Messages are often transmitted through packet-switched networks using the Transmission Control Protocol/Internet Protocol (TCP/IP) suite of protocols. TCP/IP determines the path bandwidth for message transmission by a sender device using a trial-and-error approach. The rate at which the sender device sends messages is increased until packet loss occurs. TCP/IP detects packet loss by noting that an acknowledgement was not received for a sent message. Packet loss often results from events such as buffer overflows that occur at intermediate or endpoint devices. Upon detecting packet loss, TCP/IP decreases the transmission rate and transmits messages at a gradually increasing rate until packet-loss is again detected. While this approach may work well for the transmission of a large number of messages between a device pair, it is not efficient for transmitting a small message or small number of messages because the messages may all be transmitted before TCP/IP has an opportunity to detect packet loss. If the initial rate used was too high, all of the messages sent may need to be retransmitted.

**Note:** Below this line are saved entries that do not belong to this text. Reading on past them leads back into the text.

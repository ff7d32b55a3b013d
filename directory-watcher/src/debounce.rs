//! Debounce state machine for re-index triggering.

use std::time::{Duration, Instant};

/// Default debounce window applied to re-index triggers.
pub const DEFAULT_DEBOUNCE: Duration = Duration::from_secs(2);

/// State of the debounce machine.
#[derive(Debug, Clone, Copy, PartialEq, Eq)]
pub enum DebounceState {
    /// No re-index pending or running.
    Idle,

    /// A re-index is scheduled for `deadline`.
    Debouncing {
        /// When the pending re-index should start.
        deadline: Instant,
    },

    /// A re-index is running.
    Reindexing,
}

/// Collapses bursts of change events into at most one re-index per window.
///
/// The machine is driven by the caller's clock: the event transition takes
/// the current instant as an argument, which keeps it deterministic under
/// test. Transitions:
///
/// ```text
/// Idle --(relevant event)--> Debouncing --(deadline)--> Reindexing --> Idle
/// ```
///
/// Events arriving while the machine is in `Debouncing` or `Reindexing`
/// are dropped — not queued, not merged. The scheduled flush always fires,
/// so a continuous stream of changes cannot starve re-indexing.
#[derive(Debug)]
pub struct Debouncer {
    window: Duration,
    state: DebounceState,
}

impl Debouncer {
    /// Create a debouncer with the given window.
    pub fn new(window: Duration) -> Self {
        Self {
            window,
            state: DebounceState::Idle,
        }
    }

    /// The configured debounce window.
    pub fn window(&self) -> Duration {
        self.window
    }

    /// Current state of the machine.
    pub fn state(&self) -> DebounceState {
        self.state
    }

    /// A relevant change arrived.
    ///
    /// Returns the deadline to arm when the event opens a new debounce
    /// window; `None` when the event is dropped.
    pub fn on_event(&mut self, now: Instant) -> Option<Instant> {
        match self.state {
            DebounceState::Idle => {
                let deadline = now + self.window;
                self.state = DebounceState::Debouncing { deadline };
                Some(deadline)
            }
            DebounceState::Debouncing { .. } | DebounceState::Reindexing => None,
        }
    }

    /// The armed deadline fired.
    ///
    /// Returns `true` when a re-index should start now.
    pub fn on_deadline(&mut self) -> bool {
        match self.state {
            DebounceState::Debouncing { .. } => {
                self.state = DebounceState::Reindexing;
                true
            }
            DebounceState::Idle | DebounceState::Reindexing => false,
        }
    }

    /// The re-index finished, successfully or not.
    pub fn on_reindex_complete(&mut self) {
        self.state = DebounceState::Idle;
    }
}
//! Configuration for the retrieval engine.

use std::path::PathBuf;
use std::time::Duration;

use loupe_directory_watcher::{DEFAULT_DEBOUNCE, FileFilter};
use serde::{Deserialize, Serialize};

/// Default maximum words per chunk, matching typical embedding-model
/// input limits.
pub const DEFAULT_MAX_CHUNK_WORDS: usize = 512;

/// Default characters of chunk text retained for result previews.
pub const DEFAULT_PREVIEW_CHARS: usize = 240;

/// Default per-file character budget for Q&A context assembly.
pub const DEFAULT_CONTEXT_CHARS: usize = 2000;

/// Configuration for the retrieval engine.
#[derive(Debug, Clone, Serialize, Deserialize)]
pub struct RetrievalConfig {
    /// Project root to index and watch.
    pub root: PathBuf,

    /// Maximum words per chunk.
    pub max_chunk_words: usize,

    /// Characters of chunk text retained for previews.
    pub preview_chars: usize,

    /// File eligibility rules shared by indexer and watcher.
    pub filter: FileFilter,

    /// Debounce window for watch-triggered re-indexing, in seconds.
    pub debounce_secs: u64,

    /// Per-file character budget for Q&A context assembly.
    pub context_chars_per_file: usize,

    /// Index name prefix; watch-triggered re-indexes save here when set.
    pub index_prefix: Option<PathBuf>,
}

impl RetrievalConfig {
    /// Create a configuration with default values for a project root.
    pub fn new(root: impl Into<PathBuf>) -> Self {
        Self {
            root: root.into(),
            max_chunk_words: DEFAULT_MAX_CHUNK_WORDS,
            preview_chars: DEFAULT_PREVIEW_CHARS,
            filter: FileFilter::new(),
            debounce_secs: DEFAULT_DEBOUNCE.as_secs(),
            context_chars_per_file: DEFAULT_CONTEXT_CHARS,
            index_prefix: None,
        }
    }

    /// Set the maximum words per chunk.
    pub fn with_max_chunk_words(mut self, max_words: usize) -> Self {
        self.max_chunk_words = max_words;
        self
    }

    /// Set the preview length in characters.
    pub fn with_preview_chars(mut self, chars: usize) -> Self {
        self.preview_chars = chars;
        self
    }

    /// Set the file eligibility filter.
    pub fn with_filter(mut self, filter: FileFilter) -> Self {
        self.filter = filter;
        self
    }

    /// Set the debounce window in seconds.
    pub fn with_debounce_secs(mut self, secs: u64) -> Self {
        self.debounce_secs = secs;
        self
    }

    /// Set the per-file character budget for Q&A context.
    pub fn with_context_chars_per_file(mut self, chars: usize) -> Self {
        self.context_chars_per_file = chars;
        self
    }

    /// Set the index prefix used for watch-triggered saves.
    pub fn with_index_prefix(mut self, prefix: impl Into<PathBuf>) -> Self {
        self.index_prefix = Some(prefix.into());
        self
    }

    /// The debounce window as a [`Duration`].
    pub fn debounce_window(&self) -> Duration {
        Duration::from_secs(self.debounce_secs)
    }
}
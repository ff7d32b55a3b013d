//! Record types stored in the index.

use std::path::PathBuf;

use serde::{Deserialize, Serialize};

/// One indexed file with its mean-pooled embedding.
///
/// `path` is the project-root-relative path with `/` separators and is the
/// unique key of the file across the whole index.
#[derive(Debug, Clone, Serialize, Deserialize)]
pub struct FileRecord {
    /// Project-relative path.
    pub path: String,

    /// File extension (without the leading dot).
    pub extension: String,

    /// Size of the file content in bytes.
    pub size_bytes: u64,

    /// Mean of the file's chunk embeddings.
    pub vector: Vec<f32>,
}

/// One embedded chunk of a file.
///
/// Chunk indices for a path are contiguous from 0 with no gaps;
/// re-indexing a file replaces all of its chunks.
#[derive(Debug, Clone, Serialize, Deserialize)]
pub struct ChunkRecord {
    /// Project-relative path of the owning file.
    pub path: String,

    /// 0-based position of this chunk within the file.
    pub chunk_index: u32,

    /// Leading characters of the chunk text, for result display.
    pub text_preview: String,

    /// The chunk embedding.
    pub vector: Vec<f32>,
}

/// Metadata document entry for an indexed file.
#[derive(Debug, Clone, PartialEq, Eq, Serialize, Deserialize)]
pub struct FileMeta {
    /// Absolute path on disk.
    pub absolute_path: PathBuf,

    /// File extension (without the leading dot).
    pub extension: String,

    /// Size of the file content in bytes.
    pub size_bytes: u64,

    /// Number of chunks the file was split into.
    pub chunk_count: u32,
}

/// Composite identity of a chunk within the persisted vector container.
pub fn chunk_key(path: &str, chunk_index: u32) -> String {
    format!("{path}#{chunk_index}")
}

/// Split a composite chunk key back into its path and chunk index.
pub fn split_chunk_key(key: &str) -> Option<(&str, u32)> {
    let (path, index) = key.rsplit_once('#')?;
    let index = index.parse().ok()?;
    Some((path, index))
}
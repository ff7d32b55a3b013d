//! File eligibility configuration.

use std::path::Path;

use serde::{Deserialize, Serialize};

/// Default file extensions eligible for indexing.
const DEFAULT_EXTENSIONS: &[&str] = &["rs", "py", "md", "json", "yaml", "yml", "toml", "txt"];

/// Default directory names pruned from traversal and watching.
const DEFAULT_EXCLUDED_DIRS: &[&str] = &[
    // Version control
    ".git",
    ".svn",
    ".hg",
    // Dependencies and build output
    "node_modules",
    "target",
    "vendor",
    // Virtual environments and caches
    "venv",
    ".venv",
    "__pycache__",
];

/// Decides which files belong in the index.
///
/// A file is eligible when its extension is on the allow-list and no
/// component of its path is an excluded directory name. The same filter is
/// applied by the tree-walking indexer and by the watcher's relevance
/// check, so the two always agree on what the index covers.
#[derive(Debug, Clone, Serialize, Deserialize)]
pub struct FileFilter {
    /// Extensions (without the leading dot) eligible for indexing.
    pub allowed_extensions: Vec<String>,

    /// Directory names pruned entirely from traversal.
    pub excluded_dirs: Vec<String>,
}

impl FileFilter {
    /// Create a filter with the default allow- and deny-lists.
    pub fn new() -> Self {
        Self {
            allowed_extensions: DEFAULT_EXTENSIONS.iter().map(ToString::to_string).collect(),
            excluded_dirs: DEFAULT_EXCLUDED_DIRS.iter().map(ToString::to_string).collect(),
        }
    }

    /// Replace the extension allow-list.
    pub fn with_extensions<I, S>(mut self, extensions: I) -> Self
    where
        I: IntoIterator<Item = S>,
        S: Into<String>,
    {
        self.allowed_extensions = extensions.into_iter().map(Into::into).collect();
        self
    }

    /// Add one extension to the allow-list.
    pub fn allow_extension(mut self, extension: impl Into<String>) -> Self {
        self.allowed_extensions.push(extension.into());
        self
    }

    /// Add one directory name to the deny-list.
    pub fn exclude_dir(mut self, name: impl Into<String>) -> Self {
        self.excluded_dirs.push(name.into());
        self
    }

    /// Check if a directory name is on the deny-list.
    pub fn is_excluded_dir(&self, name: &str) -> bool {
        self.excluded_dirs.iter().any(|d| d == name)
    }

    /// Check if the path's extension is on the allow-list.
    pub fn matches_extension(&self, path: &Path) -> bool {
        path.extension()
            .and_then(|e| e.to_str())
            .is_some_and(|ext| self.allowed_extensions.iter().any(|a| a == ext))
    }

    /// Check if any component of the path is an excluded directory.
    pub fn traverses_excluded(&self, path: &Path) -> bool {
        path.components()
            .filter_map(|c| c.as_os_str().to_str())
            .any(|name| self.is_excluded_dir(name))
    }

    /// Check if a file path is eligible for indexing.
    pub fn is_eligible(&self, path: &Path) -> bool {
        self.matches_extension(path) && !self.traverses_excluded(path)
    }
}

impl Default for FileFilter {
    fn default() -> Self {
        Self::new()
    }
}
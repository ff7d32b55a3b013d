//! # Directory Watcher
//!
//! This crate provides file system monitoring for the loupe semantic search
//! engine. It watches a project tree, filters the raw notification stream
//! down to relevant changes, and triggers debounced re-indexing through a
//! [`Reindexer`] handle.
//!
//! ## Features
//!
//! - **Real-time Watching**: Monitor a project tree for file changes
//! - **Eligibility Filtering**: Extension allow-list and directory deny-list
//! - **Debouncing**: Rapid change bursts collapse to one re-index per window
//!
//! ## Architecture
//!
//! ```text
//! ┌─────────────────────────────────────────────────────────────────┐
//! │                    Directory Watcher                            │
//! ├─────────────────────────────────────────────────────────────────┤
//! │  notify ──► ChangeEvent ──► FileFilter ──► Debouncer            │
//! │                                               │                 │
//! │                                               ▼                 │
//! │                                          Reindexer              │
//! └─────────────────────────────────────────────────────────────────┘
//! ```
//!
//! The notify callback only forwards events into a channel; filtering,
//! debouncing, and the re-index call itself run on a separate task so that
//! event delivery is never blocked.

pub mod config;
pub mod debounce;
pub mod error;
pub mod event;
pub mod watcher;

pub use config::FileFilter;
pub use debounce::{DEFAULT_DEBOUNCE, DebounceState, Debouncer};
pub use error::{Result, WatcherError};
pub use event::{ChangeEvent, ChangeKind};
pub use watcher::{ProjectWatcher, Reindexer};
//! Similarity computation for embeddings.

use crate::Embedding;
use crate::error::{EmbeddingError, Result};

/// Compute the cosine similarity between two embeddings.
///
/// Returns a value between -1.0 and 1.0, where:
/// - 1.0 means identical vectors
/// - 0.0 means orthogonal vectors
/// - -1.0 means opposite vectors
pub fn cosine_similarity(a: &[f32], b: &[f32]) -> Result<f32> {
    if a.len() != b.len() {
        return Err(EmbeddingError::DimensionMismatch {
            expected: a.len(),
            actual: b.len(),
        });
    }

    let dot_product: f32 = a.iter().zip(b.iter()).map(|(x, y)| x * y).sum();
    let magnitude_a: f32 = a.iter().map(|x| x * x).sum::<f32>().sqrt();
    let magnitude_b: f32 = b.iter().map(|x| x * x).sum::<f32>().sqrt();

    if magnitude_a == 0.0 || magnitude_b == 0.0 {
        return Ok(0.0);
    }

    Ok(dot_product / (magnitude_a * magnitude_b))
}

/// Compute the dot product between two embeddings.
pub fn dot_product(a: &[f32], b: &[f32]) -> Result<f32> {
    if a.len() != b.len() {
        return Err(EmbeddingError::DimensionMismatch {
            expected: a.len(),
            actual: b.len(),
        });
    }

    Ok(a.iter().zip(b.iter()).map(|(x, y)| x * y).sum())
}

/// Normalize an embedding to unit length.
pub fn normalize(embedding: &mut Embedding) {
    let magnitude: f32 = embedding.iter().map(|x| x * x).sum::<f32>().sqrt();
    if magnitude > 0.0 {
        for x in embedding.iter_mut() {
            *x /= magnitude;
        }
    }
}

/// Compute the element-wise mean of multiple embeddings.
///
/// This is the pooling rule used to derive a whole-file vector from its
/// chunk vectors. Every input must have the same dimension.
pub fn mean(embeddings: &[Embedding]) -> Result<Embedding> {
    if embeddings.is_empty() {
        return Ok(Vec::new());
    }

    let dim = embeddings[0].len();
    for e in embeddings {
        if e.len() != dim {
            return Err(EmbeddingError::DimensionMismatch {
                expected: dim,
                actual: e.len(),
            });
        }
    }

    let n = embeddings.len() as f32;
    let mut result = vec![0.0f32; dim];

    for embedding in embeddings {
        for (i, val) in embedding.iter().enumerate() {
            result[i] += val / n;
        }
    }

    Ok(result)
}

#[cfg(test)]
mod tests {
    use super::*;
    use pretty_assertions::assert_eq;

    #[test]
    fn test_cosine_similarity_identical() {
        let a = vec![1.0, 0.0, 0.0];
        let b = vec![1.0, 0.0, 0.0];
        let sim = cosine_similarity(&a, &b).unwrap();
        assert!((sim - 1.0).abs() < 1e-6);
    }

    #[test]
    fn test_cosine_similarity_orthogonal() {
        let a = vec![1.0, 0.0, 0.0];
        let b = vec![0.0, 1.0, 0.0];
        let sim = cosine_similarity(&a, &b).unwrap();
        assert!((sim - 0.0).abs() < 1e-6);
    }

    #[test]
    fn test_cosine_similarity_opposite() {
        let a = vec![1.0, 0.0, 0.0];
        let b = vec![-1.0, 0.0, 0.0];
        let sim = cosine_similarity(&a, &b).unwrap();
        assert!((sim - (-1.0)).abs() < 1e-6);
    }

    #[test]
    fn test_cosine_similarity_zero_vector() {
        let a = vec![0.0, 0.0, 0.0];
        let b = vec![1.0, 0.0, 0.0];
        let sim = cosine_similarity(&a, &b).unwrap();
        assert_eq!(sim, 0.0);
    }

    #[test]
    fn test_dimension_mismatch() {
        let a = vec![1.0, 0.0];
        let b = vec![1.0, 0.0, 0.0];
        assert!(cosine_similarity(&a, &b).is_err());
    }

    #[test]
    fn test_dot_product() {
        let a = vec![1.0, 2.0, 3.0];
        let b = vec![4.0, 5.0, 6.0];
        let dot = dot_product(&a, &b).unwrap();
        assert!((dot - 32.0).abs() < 1e-6);
        assert!(dot_product(&a, &[1.0]).is_err());
    }

    #[test]
    fn test_normalize() {
        let mut v = vec![3.0, 4.0];
        normalize(&mut v);
        assert!((v[0] - 0.6).abs() < 1e-6);
        assert!((v[1] - 0.8).abs() < 1e-6);
    }

    #[test]
    fn test_mean_of_two() {
        let pooled = mean(&[vec![1.0, 0.0], vec![0.0, 1.0]]).unwrap();
        assert!((pooled[0] - 0.5).abs() < 1e-6);
        assert!((pooled[1] - 0.5).abs() < 1e-6);
    }

    #[test]
    fn test_mean_single_is_identity() {
        let pooled = mean(&[vec![0.25, -0.5, 1.0]]).unwrap();
        assert_eq!(pooled, vec![0.25, -0.5, 1.0]);
    }

    #[test]
    fn test_mean_empty() {
        let pooled = mean(&[]).unwrap();
        assert!(pooled.is_empty());
    }

    #[test]
    fn test_mean_dimension_mismatch() {
        let result = mean(&[vec![1.0, 0.0], vec![1.0]]);
        assert!(result.is_err());
    }
}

In addition to retransmission, packet loss may also result in a temporary halt of message transmission from a sender device. When TCP/IP detects a certain number of packet losses in a time period, the network is assumed to be congested and TCP/IP increases the delay between the transmission of messages from the sender device that is experiencing the packet loss. Such a delay can be far more costly to overall performance than retransmission. A sender device with ample bandwidth allowing parallel transmission of many small messages to many receivers may be at particular risk of having transmission halted when using TCP/IP.
The use of full bisection bandwidth networks can alleviate congestion in the core, but packet loss may still occur at end-stations. If TCP uses loss as a congestion signal, unnecessary retransmission delays can still occur.
Another approach for message transmission is to establish a circuit between two devices across the network. Circuits typically involve bandwidth allocation for a communication channel between the devices at the devices themselves and at each intermediate device. Because of the high cost of setting up and tearing down circuits, however, the short messages that typify many network applications cannot justify the cost of circuit set-up.